Mita sampai melebarkan matanya. Mengurut d**a karena menahan sabar. "Kamu frustrasi banget sih, nggak punya cewek aja. Nggak punya cewek juga nggak bakal sekarat. Cakep itu relatif, Ka. Nggak cukup modal cakep doang biar kamu disukai. Yang penting bisa bikin nyaman aja sih. Sopan, nggak jelalatan."
"Oh, kalau gue ... bikin lo nyaman nggak?"
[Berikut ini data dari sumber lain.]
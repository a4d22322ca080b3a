use crate::{Result, TestInfraError};
use sqlx::mysql::{MySqlPool, MySqlPoolOptions};
use std::time::Duration;
use testcontainers::core::{IntoContainerPort, WaitFor};
use testcontainers::runners::AsyncRunner;
use testcontainers::ImageExt;
use testcontainers::{ContainerAsync, GenericImage};
use typed_builder::TypedBuilder;

/// How the MySQL fixture is provisioned.
#[derive(Debug, Clone, TypedBuilder)]
pub struct MysqlConfig {
    #[builder(default = "minifier".to_string(), setter(into))]
    database: String,
    #[builder(default = "minifier".to_string(), setter(into))]
    credentials: String,
    /// DDL executed once the server accepts connections.
    #[builder(default, setter(strip_option))]
    schema: Option<&'static str>,
    #[builder(default = 5)]
    max_connections: u32,
    /// The server logs "ready" before the user database is usable, so the
    /// first connections are retried.
    #[builder(default = 20)]
    connect_attempts: u32,
}

/// A disposable MySQL server with a connected pool and, optionally, a schema
/// already in place. Dropping the fixture stops the container.
pub struct MySqlServer {
    _container: ContainerAsync<GenericImage>,
    database_url: String,
    pool: MySqlPool,
}

impl MySqlServer {
    pub async fn start(config: MysqlConfig) -> Result<Self> {
        let container = GenericImage::new("mysql", "8.4")
            .with_exposed_port(3306_u16.tcp())
            .with_wait_for(WaitFor::message_on_stderr("ready for connections"))
            .with_env_var("MYSQL_DATABASE", config.database.as_str())
            .with_env_var("MYSQL_USER", config.credentials.as_str())
            .with_env_var("MYSQL_PASSWORD", config.credentials.as_str())
            .with_env_var("MYSQL_ROOT_PASSWORD", "root")
            .start()
            .await?;

        let host = container.get_host().await?;
        let port = container.get_host_port_ipv4(3306).await?;
        let database_url = format!(
            "mysql://{user}:{user}@{host}:{port}/{db}",
            user = config.credentials,
            db = config.database
        );

        let pool = connect(&database_url, &config).await?;
        if let Some(schema) = config.schema {
            sqlx::query(schema)
                .execute(&pool)
                .await
                .map_err(TestInfraError::Schema)?;
        }

        Ok(Self {
            _container: container,
            database_url,
            pool,
        })
    }

    /// A pool over the fixture's database, ready for queries.
    pub fn pool(&self) -> MySqlPool {
        self.pool.clone()
    }

    pub fn database_url(&self) -> &str {
        &self.database_url
    }
}

async fn connect(url: &str, config: &MysqlConfig) -> Result<MySqlPool> {
    let mut last_error = String::new();

    for _ in 0..config.connect_attempts {
        match MySqlPoolOptions::new()
            .max_connections(config.max_connections)
            .connect(url)
            .await
        {
            Ok(pool) => return Ok(pool),
            Err(err) => {
                last_error = err.to_string();
                tokio::time::sleep(Duration::from_millis(500)).await;
            }
        }
    }

    Err(TestInfraError::Unreachable {
        service: "mysql",
        attempts: config.connect_attempts,
        message: last_error,
    })
}
use jiff::Timestamp;
use std::time::Duration;

pub trait Clock: Send + Sync {
    /// Returns the current time of the clock
    fn now(&self) -> Timestamp;
    /// Block and wait until the clock reaches the target time.
    fn wait_until(&self, target: Timestamp);
}

/// The wall clock.
#[derive(Debug, Clone, Copy, Default)]
pub struct SystemClock;

impl Clock for SystemClock {
    fn now(&self) -> Timestamp {
        Timestamp::now()
    }

    fn wait_until(&self, target: Timestamp) {
        // Re-check after every sleep; the OS may wake us early.
        loop {
            let now = Timestamp::now();
            if now >= target {
                return;
            }
            let remaining_ms = (target.as_millisecond() - now.as_millisecond()).max(1) as u64;
            std::thread::sleep(Duration::from_millis(remaining_ms));
        }
    }
}

#[cfg(test)]
pub(crate) mod test_clock {
    use crate::clock::Clock;
    use jiff::Timestamp;
    use std::sync::{Arc, Mutex};

    #[derive(Clone)]
    pub(crate) struct TestClock {
        inner: Arc<Mutex<TestClockState>>,
    }

    struct TestClockState {
        now: Timestamp,
    }

    impl TestClock {
        pub(crate) fn new(now: Timestamp) -> Self {
            Self {
                inner: Arc::new(Mutex::new(TestClockState { now })),
            }
        }

        pub(crate) fn set(&self, now: Timestamp) {
            self.inner
                .lock()
                .expect("test clock lock should not be poisoned")
                .now = now;
        }
    }

    impl Clock for TestClock {
        fn now(&self) -> Timestamp {
            self.inner
                .lock()
                .expect("test clock lock should not be poisoned")
                .now
        }

        fn wait_until(&self, target: Timestamp) {
            let mut state = self
                .inner
                .lock()
                .expect("test clock lock should not be poisoned");
            // jump straight to the target instead of blocking
            if target > state.now {
                state.now = target;
            }
        }
    }

    #[test]
    fn test_clock_advances_on_wait() {
        let base = Timestamp::from_millisecond(0).unwrap();
        let clock = TestClock::new(base);
        assert_eq!(clock.now(), base);

        let target = Timestamp::from_millisecond(1_500).unwrap();
        clock.wait_until(target);
        assert_eq!(clock.now(), target);

        // waiting for the past is a no-op
        clock.wait_until(base);
        assert_eq!(clock.now(), target);
    }
}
"Nyaman sih. Sejauh ini, tahu deh kalau sewaktu-waktu kamu—"
"Mas Eka!"
Suara perempuan menghentikan obrolan Eka dan Mita. Begitu menoleh, wajah dua insan berbeda ekspresi. Eka tersenyum riang hendak berdiri menyambut Novi, sementara Mita ... gadis itu ketakutan. Wajahnya menunduk seketika. Resahnya diluapkan dengan menggigiti kuku jari tangan.
"Eh, udah dateng lo, Nov."
"Mas Eka ngapain sama pelakor kayak dia?" Sambil menunjuk ke arah Mita yang menunduk dalam.
*Mulutmu kok makan terus. Novi nanti marah tidak kujemput di pertigaan.